LONDON — A senior Conservative Party lawmaker has warned British Prime Minister Theresa May to deliver on her Brexit promises or risk a revolt that could trigger the collapse of her government.
Jacob Rees-Mogg wrote Monday in the Daily Telegraph newspaper that May must stick to her pledge that Britain will leave the European Union's single market and customs union when it exits the bloc, amid fears she is preparing to soften her position.
"The prime minister must stick to her righteous cause and deliver what she has said she would," Rees-Mogg wrote and referred to the demise of 19th-century Conservative leader Robert Peel, who found himself out of power when he broke a key manifesto pledge and split his party.

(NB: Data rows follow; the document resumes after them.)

//! Injectable randomness.
//!
//! Target selection and dialogue both make random choices.  They draw through
//! the [`RandomSource`] trait so a session can run on:
//!
//! - [`SimRng`]: a `SmallRng`, seeded for reproducible runs or from OS
//!   entropy for the usual "different every run" behavior;
//! - [`ScriptedRng`]: a fixed, cycling list of unit samples, so tests can
//!   force an exact sequence of choices.
//!
//! All helpers are derived from a single primitive, [`RandomSource::next_unit`],
//! which keeps scripted sequences easy to reason about: every helper call
//! consumes exactly one sample.

use rand::rngs::SmallRng;
use rand::{Rng, SeedableRng};

// ── RandomSource ──────────────────────────────────────────────────────────────

/// A source of uniform samples in `[0, 1)`.
pub trait RandomSource {
    /// Next uniform sample in `[0, 1)`.
    fn next_unit(&mut self) -> f64;

    /// Uniform sample in `[lo, hi)`.
    #[inline]
    fn range(&mut self, lo: f64, hi: f64) -> f64 {
        lo + (hi - lo) * self.next_unit()
    }

    /// `true` with probability `p` (clamped to `[0, 1]`).
    #[inline]
    fn chance(&mut self, p: f64) -> bool {
        self.next_unit() < p.clamp(0.0, 1.0)
    }

    /// Uniform index into a collection of `len` elements, `None` when empty.
    #[inline]
    fn index(&mut self, len: usize) -> Option<usize> {
        if len == 0 {
            return None;
        }
        let i = (self.next_unit() * len as f64) as usize;
        Some(i.min(len - 1))
    }

    /// Choose a random element from a slice.  Returns `None` if it is empty.
    #[inline]
    fn choose<'a, T>(&mut self, slice: &'a [T]) -> Option<&'a T>
    where
        Self: Sized,
    {
        self.index(slice.len()).map(|i| &slice[i])
    }
}

impl<R: RandomSource + ?Sized> RandomSource for &mut R {
    #[inline]
    fn next_unit(&mut self) -> f64 {
        (**self).next_unit()
    }
}

// ── SimRng ────────────────────────────────────────────────────────────────────

/// Session-level RNG backed by `SmallRng`.
///
/// The arena is single-threaded, so one generator serves the scheduler and
/// the dialogue generator alike.
pub struct SimRng(SmallRng);

impl SimRng {
    /// Deterministic generator for reproducible runs.
    pub fn new(seed: u64) -> Self {
        SimRng(SmallRng::seed_from_u64(seed))
    }

    /// Generator seeded from OS entropy: choices differ from run to run.
    pub fn from_entropy() -> Self {
        SimRng(SmallRng::from_entropy())
    }

    /// `new(seed)` when a seed is configured, `from_entropy()` otherwise.
    pub fn from_seed_opt(seed: Option<u64>) -> Self {
        seed.map_or_else(SimRng::from_entropy, SimRng::new)
    }
}

impl RandomSource for SimRng {
    #[inline]
    fn next_unit(&mut self) -> f64 {
        self.0.r#gen::<f64>()
    }
}

// ── ScriptedRng ───────────────────────────────────────────────────────────────

/// Replays a fixed list of unit samples, wrapping around at the end.
///
/// Values are clamped into `[0, 1)`.  An empty script always yields `0.0`.
#[derive(Clone, Debug, Default)]
pub struct ScriptedRng {
    samples: Vec<f64>,
    cursor:  usize,
}

impl ScriptedRng {
    pub fn new(samples: impl Into<Vec<f64>>) -> Self {
        Self { samples: samples.into(), cursor: 0 }
    }

    /// A source that always returns `value`.
    pub fn constant(value: f64) -> Self {
        Self::new(vec![value])
    }

    /// Number of samples drawn so far.
    pub fn draws(&self) -> usize {
        self.cursor
    }
}

impl RandomSource for ScriptedRng {
    fn next_unit(&mut self) -> f64 {
        if self.samples.is_empty() {
            return 0.0;
        }
        let v = self.samples[self.cursor % self.samples.len()];
        self.cursor += 1;
        v.clamp(0.0, 1.0 - f64::EPSILON)
    }
}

The comments come ahead of a crunch meeting Friday where May's Cabinet will try to hammer out a unified position on the U.K.'s future relationship with the EU after months of very public disagreement.
May last month created two Cabinet sub-committees to discuss two options for future trade — a customs partnership in which Britain would apply EU tariffs to goods that are shipped through the country on their way to the continent, and the use of technology to avoid the need for border checks as goods pass between the EU and Britain.
The BBC reported Monday that the government has now determined both options are impossible to deliver and May's office has developed a third model in hopes of forging an agreement within her Cabinet. No details were revealed.
May is caught between pro-EU lawmakers who want to retain close economic ties with the bloc and its market of 500 million people and pro-Brexit lawmakers who want a clean break to make it possible to strike new trade deals around the world.
But as the March 29 date for Brexit nears, the government is running out of options.
The Times of London reported Monday that a senior civil servant in the department overseeing negotiations with the EU had briefed ministers on the dire situation, telling them they had no chance of a bespoke trade deal in which British companies would have privileged access to the European market.
Instead, the government must choose between the type of relationship Norway has with the EU, in which Britain would remain part of the single market and have to abide by EU rules, or a simple free-trade deal like those negotiated by other countries.
Rees-Mogg's comments touched off outrage among Conservatives who favor a more measured break with the EU.
Foreign Office minister Alan Duncan accused him of "insolence" that could hurt the country.
"The ideological right are a minority despite their noise, and should pipe down," he said.